Chapter One: Beneath the Morning Light
Lyra woke before the sun.
The silence of dawn wrapped around her like a velvet warning—soft, but heavy with meaning. Her estate was still, as if holding its breath. Outside her window, trees swayed gently in the gray light. In a few minutes, birds would begin to chirp, the household would stir, and the day would demand her strength. But not yet.
For now, there was silence.
Behind her, the rustle of sheets stirred her attention. Sean, her youngest, rolled toward the center of the bed, his tiny hand curling against the warmth she’d left behind. His face was angelic—soft cheeks, dark lashes, his little chest rising and falling with each breath.
He was growing so fast.
She brushed her thumb gently along his brow. He stirred, sighed, and settled again. Lyra sat for a moment longer, drinking in the calm before rising.
Kent, her eldest, was already at the kitchen table, scribbling in one of his spiral-bound notebooks. He didn’t look up as she walked in, his pencil flying across the page like it had something urgent to say.
“You’re up early,” she said softly, pouring herself a cup of coffee.
He shrugged, not looking up. “Sean was talking in his sleep again.”
Lyra froze for a beat. “Was he?”
“Mhm.” Kent finally lifted his head, brows slightly drawn. “Something about a man in the garden.”
She took a slow sip of her coffee, buying herself a moment. “Maybe he was dreaming.”

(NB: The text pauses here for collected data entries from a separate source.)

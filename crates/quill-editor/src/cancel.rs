//! One outstanding request per operation kind.
//!
//! Issuing a ticket cancels the previous ticket of the same kind. Completions
//! are applied only while their ticket is still current.

use std::fmt;

use tokio_util::sync::CancellationToken;
use tracing::debug;

#[derive(Debug, Clone, Copy, PartialEq, Eq)]
pub enum OperationKind {
    Fetch,
    Save,
    Transform,
}

impl OperationKind {
    const COUNT: usize = 3;

    fn index(self) -> usize {
        match self {
            Self::Fetch => 0,
            Self::Save => 1,
            Self::Transform => 2,
        }
    }
}

impl fmt::Display for OperationKind {
    fn fmt(&self, f: &mut fmt::Formatter<'_>) -> fmt::Result {
        f.write_str(match self {
            Self::Fetch => "fetch",
            Self::Save => "save",
            Self::Transform => "transform",
        })
    }
}

/// Handle for one issued request.
#[derive(Debug, Clone)]
pub struct Ticket {
    kind: OperationKind,
    generation: u64,
    token: CancellationToken,
}

impl Ticket {
    pub fn kind(&self) -> OperationKind {
        self.kind
    }

    pub fn generation(&self) -> u64 {
        self.generation
    }

    /// Token a host can watch to abandon its network call early.
    pub fn token(&self) -> &CancellationToken {
        &self.token
    }

    pub fn is_cancelled(&self) -> bool {
        self.token.is_cancelled()
    }
}

#[derive(Debug, Default)]
struct Slot {
    generation: u64,
    active: Option<CancellationToken>,
}

#[derive(Debug, Default)]
pub struct RequestSlots {
    slots: [Slot; OperationKind::COUNT],
    closed: bool,
}

impl RequestSlots {
    pub fn new() -> Self {
        Self::default()
    }

    /// Start a request of `kind`, superseding any outstanding one. Returns
    /// `None` once the slots are closed.
    pub fn issue(&mut self, kind: OperationKind) -> Option<Ticket> {
        if self.closed {
            return None;
        }

        let slot = &mut self.slots[kind.index()];
        if let Some(previous) = slot.active.take() {
            debug!(%kind, generation = slot.generation, "Superseding in-flight request");
            previous.cancel();
        }

        slot.generation += 1;
        let token = CancellationToken::new();
        slot.active = Some(token.clone());

        Some(Ticket {
            kind,
            generation: slot.generation,
            token,
        })
    }

    pub fn is_current(&self, ticket: &Ticket) -> bool {
        let slot = &self.slots[ticket.kind.index()];
        !self.closed
            && !ticket.token.is_cancelled()
            && slot.active.is_some()
            && slot.generation == ticket.generation
    }

    /// Release the slot held by `ticket`. Returns false if the ticket was
    /// stale, in which case its result must be dropped.
    pub fn complete(&mut self, ticket: &Ticket) -> bool {
        if !self.is_current(ticket) {
            return false;
        }
        self.slots[ticket.kind.index()].active = None;
        true
    }

    pub fn in_flight(&self, kind: OperationKind) -> bool {
        self.slots[kind.index()].active.is_some()
    }

    pub fn busy(&self) -> bool {
        self.slots.iter().any(|s| s.active.is_some())
    }

    /// Cancel everything and refuse new tickets.
    pub fn close(&mut self) {
        self.closed = true;
        for slot in &mut self.slots {
            if let Some(token) = slot.active.take() {
                token.cancel();
            }
        }
    }

    pub fn is_closed(&self) -> bool {
        self.closed
    }
}
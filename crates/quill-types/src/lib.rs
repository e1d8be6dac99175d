pub mod api;
pub mod models;
pub mod service;
pub mod transform;

pub use models::{
    DEFAULT_TITLE, Document, DocumentId, DocumentSummary, Role, User, UserId, normalize_title,
};
pub use service::{DocumentPatch, DocumentStore, StoreError, TransformError, TransformService};
pub use transform::TransformKind;
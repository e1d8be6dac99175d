use axum::{Extension, Json, extract::State, http::StatusCode, response::IntoResponse};
use tracing::warn;

use quill_types::api::{Claims, TransformRequest, TransformResponse};
use quill_types::{TransformError, TransformService};

use crate::auth::AppState;

pub async fn transform(
    State(state): State<AppState>,
    Extension(claims): Extension<Claims>,
    Json(req): Json<TransformRequest>,
) -> Result<impl IntoResponse, StatusCode> {
    if req.text.trim().is_empty() {
        return Err(StatusCode::BAD_REQUEST);
    }
    let ai = state.ai.as_ref().ok_or(StatusCode::SERVICE_UNAVAILABLE)?;

    let text = ai.transform(&req.text, req.kind).await.map_err(|e| {
        warn!(user_id = %claims.sub, kind = %req.kind, "Transform failed: {}", e);
        match e {
            TransformError::EmptyInput => StatusCode::BAD_REQUEST,
            TransformError::EmptyResponse | TransformError::Provider(_) => StatusCode::BAD_GATEWAY,
        }
    })?;

    Ok(Json(TransformResponse { text }))
}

“Do you think he misses Dad? Even though he never met him?”
Lyra’s heart twisted.
She set her cup down gently. “Maybe. Sometimes our hearts remember things our minds can’t explain.”
Kent seemed to accept that. He didn’t press. He rarely did. He was too much like Charles in that way—watchful, quiet, strong beyond his years.
Sean padded into the room a few minutes later, still groggy and half-swallowed by his favorite red blanket.
“Mama… where’s my red car?”
Lyra smiled and crouched beside him. “Under the table, baby.”
He grinned, dove under the table to retrieve it, and immediately started driving it along the legs of the chairs.
As she watched them—Kent in his quiet, thoughtful bubble and Sean lost in play—Lyra felt that ache again. A familiar one.
The secret.
Sean didn’t just have her eyes. He had his eyes.
She’d spent years brushing off the resemblance, telling herself no one would notice, no one would ask. Not when the world still saw her as Charles’s grieving widow and Steel Enterprise’s reluctant heiress.
But the lie had always been close. Too close.
She loved Sean with every fiber of her being, but loving him also meant living with the weight of what she’d never told Riven—that he had a son.
That morning, like so many before it, Lyra told herself the secret was still safe.
That her silence was still protecting everyone.
She finished her coffee, packed Kent’s school bag, and tied Sean’s shoelaces with practiced ease.
“I love you both more than anything,” she said, kissing the top of each of their heads before ushering them toward the car.
Kent turned back once before stepping outside. “Will you be okay today, Mama?”
Lyra smiled. “Always.”
But as she stood in the doorway, watching her sons walk toward the waiting driver, her chest felt hollow.
This was her world now—carefully built, deeply loved, and fragile in all the places that mattered most.
And though no one else knew the truth behind Sean’s hazel eyes, Lyra carried it every single day.